PADERNO DUGNANO – Resta in carcere il 17 enne che lo scorso fine settimana ha ucciso a coltellate il padre Fabio, la madre Daniela e il fratellino Lorenzo di 12 anni, nella loro villetta di Paderno Dugnano. Lo ha deciso il Gip del Tribunale per i minorenni di Milano, che ha convalidato l’arresto e disposto la custodia cautelare in un carcere minorile.
Reo confesso: durante la festa ho pensato di ucciderli
Una cena in famiglia per celebrare i 51 anni di Fabio, il papà, sarebbe stato il momento in cui il figlio maggiore ha programmato la strage. Lo ha detto lui stesso durante il suo interrogatorio di garanzia, precisando di non aver «ancora ideato questo piano però, avevo pensato di usare comunque il coltello perché era l’unica arma che avevo a disposizione in casa».

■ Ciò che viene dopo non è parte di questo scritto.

use std::fs::File;
use std::io::BufReader;
use std::path::Path;

use bevy::log::info;
use serde::de::DeserializeOwned;

use crate::error::Result;

/// Reads a JSON options file. Fields left out of the file keep their
/// `Default` values.
pub fn load_config<T: DeserializeOwned>(path: impl AsRef<Path>) -> Result<T> {
    let path = path.as_ref();
    info!("Loading options from {}", path.display());
    let reader = BufReader::new(File::open(path)?);
    return Ok(serde_json::from_reader(reader)?);
}
use serde::{Deserialize, Serialize};

use crate::math::*;

/// A geographic position. Longitude and latitude are stored in radians.
#[derive(Debug, Copy, Clone, Default, PartialEq, Serialize, Deserialize)]
pub struct Cartographic {
    pub longitude: f64,
    pub latitude: f64,
    pub height: f64,
}
impl Cartographic {
    pub fn from_degrees(longitude: f64, latitude: f64, height: f64) -> Self {
        Cartographic {
            longitude: longitude.to_radians(),
            latitude: latitude.to_radians(),
            height,
        }
    }
    pub fn equals_epsilon(&self, right: &Cartographic, epsilon: f64) -> bool {
        return equals_epsilon(self.longitude, right.longitude, None, Some(epsilon))
            && equals_epsilon(self.latitude, right.latitude, None, Some(epsilon))
            && equals_epsilon(self.height, right.height, None, Some(epsilon));
    }
}
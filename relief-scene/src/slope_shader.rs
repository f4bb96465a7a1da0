//! Shaded relief: hue and saturation from the local downslope direction,
//! lightness from elevation.
use bevy::log::info;
use bevy::math::{DVec2, DVec3};
use rayon::prelude::*;
use serde::{Deserialize, Serialize};

use crate::color::{hsl_to_rgb, linear_from_two_points};
use crate::height_map_terrain::{HeightGrid, Sample};
use crate::math::clamp;

/// Elevation to lightness. Elevations between `low_elevation` and
/// `high_elevation` are interpolated from `high` down to `low`; higher ground
/// is darker.
#[derive(Debug, Clone, Copy, PartialEq, Serialize, Deserialize)]
#[serde(default)]
pub struct LightnessScale {
    pub high_elevation: f64,
    pub low_elevation: f64,
    pub low: f64,
    pub high: f64,
    /// Lightness of samples at or below 0.
    pub sea_level: f64,
    /// Lightness of missing samples.
    pub missing: f64,
}
impl Default for LightnessScale {
    fn default() -> Self {
        LightnessScale {
            high_elevation: 900.0,
            low_elevation: 1.0,
            low: 0.25,
            high: 0.85,
            sea_level: 0.1,
            missing: 0.1,
        }
    }
}
impl LightnessScale {
    pub fn lightness(&self, sample: Sample) -> f64 {
        match sample {
            Sample::Missing => self.missing,
            Sample::Elevation(e) if e <= 0.0 => self.sea_level,
            Sample::Elevation(e) => {
                let line = linear_from_two_points(
                    (self.high_elevation, self.low),
                    (self.low_elevation, self.high),
                );
                clamp(line.eval(e), self.low, self.high)
            }
        }
    }
}

#[derive(Debug, Clone, Copy, PartialEq, Serialize, Deserialize)]
#[serde(default)]
pub struct ShaderOptions {
    /// Hue for slopes whose downslope vector points toward -y.
    pub hue_down: f64,
    /// Hue for every other slope.
    pub hue_up: f64,
    pub max_saturation: f64,
    /// Elevation read for missing neighbours in the finite differences.
    pub missing_elevation: f64,
    pub lightness: LightnessScale,
}
impl Default for ShaderOptions {
    fn default() -> Self {
        ShaderOptions {
            hue_down: 0.0,
            hue_up: 0.6667,
            max_saturation: 0.4,
            missing_elevation: 0.0,
            lightness: LightnessScale::default(),
        }
    }
}

#[derive(Debug, Clone, Copy, PartialEq)]
pub struct SlopeSample {
    pub hue: f64,
    pub saturation: f64,
    pub lightness: f64,
}
impl SlopeSample {
    pub fn to_rgb(&self) -> [u8; 3] {
        hsl_to_rgb(self.hue, self.saturation, self.lightness)
    }
}

/// Row-major RGBA, four bytes per pixel, alpha always 255.
#[derive(Debug, Clone, PartialEq)]
pub struct RgbaBuffer {
    pub width: usize,
    pub height: usize,
    pub pixels: Vec<u8>,
}
impl RgbaBuffer {
    pub fn new(width: usize, height: usize) -> Self {
        let mut pixels = vec![0; width * height * 4];
        for px in pixels.chunks_exact_mut(4) {
            px[3] = 255;
        }
        Self {
            width,
            height,
            pixels,
        }
    }
    pub fn pixel(&self, x: usize, y: usize) -> [u8; 4] {
        let i = (self.width * y + x) * 4;
        [
            self.pixels[i],
            self.pixels[i + 1],
            self.pixels[i + 2],
            self.pixels[i + 3],
        ]
    }
}

#[derive(Debug, Clone, Copy, Default)]
pub struct SlopeShader {
    pub options: ShaderOptions,
}
impl SlopeShader {
    pub fn new(options: ShaderOptions) -> Self {
        Self { options }
    }

    fn elevation(&self, grid: &HeightGrid, x: usize, y: usize) -> f64 {
        grid.elevation_or(x, y, self.options.missing_elevation)
    }

    /// Planar part of the surface normal at interior pixel `(x, y)`, the
    /// downslope direction. Not normalized.
    pub fn downslope(&self, grid: &HeightGrid, x: usize, y: usize) -> DVec2 {
        assert!(
            x >= 1 && y >= 1 && x + 1 < grid.width() && y + 1 < grid.height(),
            "({}, {}) is not an interior pixel of a {}x{} grid",
            x,
            y,
            grid.width(),
            grid.height()
        );
        let x_slope = DVec3::new(
            2.0,
            0.0,
            self.elevation(grid, x + 1, y) - self.elevation(grid, x - 1, y),
        );
        let y_slope = DVec3::new(
            0.0,
            2.0,
            self.elevation(grid, x, y + 1) - self.elevation(grid, x, y - 1),
        );
        let normal = x_slope.cross(y_slope);
        DVec2::new(normal.x, normal.y)
    }

    pub fn shade_pixel(&self, grid: &HeightGrid, x: usize, y: usize) -> SlopeSample {
        let lightness = self.options.lightness.lightness(grid.sample(x, y));
        let v = self.downslope(grid, x, y);
        if v == DVec2::ZERO {
            return SlopeSample {
                hue: 0.0,
                saturation: 0.0,
                lightness,
            };
        }
        let v = v.normalize();
        let (hue, saturation) = if v.y < 0.0 {
            (self.options.hue_down, self.options.max_saturation * -v.y)
        } else {
            (self.options.hue_up, self.options.max_saturation * v.y)
        };
        SlopeSample {
            hue,
            saturation,
            lightness,
        }
    }

    /// Shades every interior pixel; the one-pixel border keeps opaque black.
    /// Rows are independent and are spread over the rayon pool.
    pub fn shade(&self, grid: &HeightGrid) -> RgbaBuffer {
        let width = grid.width();
        let height = grid.height();
        let mut buffer = RgbaBuffer::new(width, height);
        if width < 3 || height < 3 {
            return buffer;
        }
        info!("Shading {}x{} pixels...", width, height);
        buffer
            .pixels
            .par_chunks_mut(width * 4)
            .enumerate()
            .skip(1)
            .take(height - 2)
            .for_each(|(y, row)| {
                for x in 1..width - 1 {
                    let [r, g, b] = self.shade_pixel(grid, x, y).to_rgb();
                    row[x * 4..x * 4 + 3].copy_from_slice(&[r, g, b]);
                }
            });
        buffer
    }
}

Il giovane ha raccontato agli inquirenti che già da ‘qualche anno’ pensava di poter «vivere più a lungo delle persone normali, anche per conoscere il futuro dell’umanità» e di «sentirsi un estraneo» in mezzo agli altri.
Poi questa estate avrebbe iniziato a «stare male, ma già negli anni scorsi mi sentivo distaccato dagli altri. Ogni tanto i miei genitori mi chiedevano se c’era qualcosa che non andava perché mi vedevano silenzioso, ma io dicevo che andava tutto bene. Se ci avessi pensato di più non l’avrei mai fatto, perché è una cosa assurda».
Purtroppo però quel malessere è evidentemente cresciuto, fino alla decisone di impugnare un coltello e uccidere.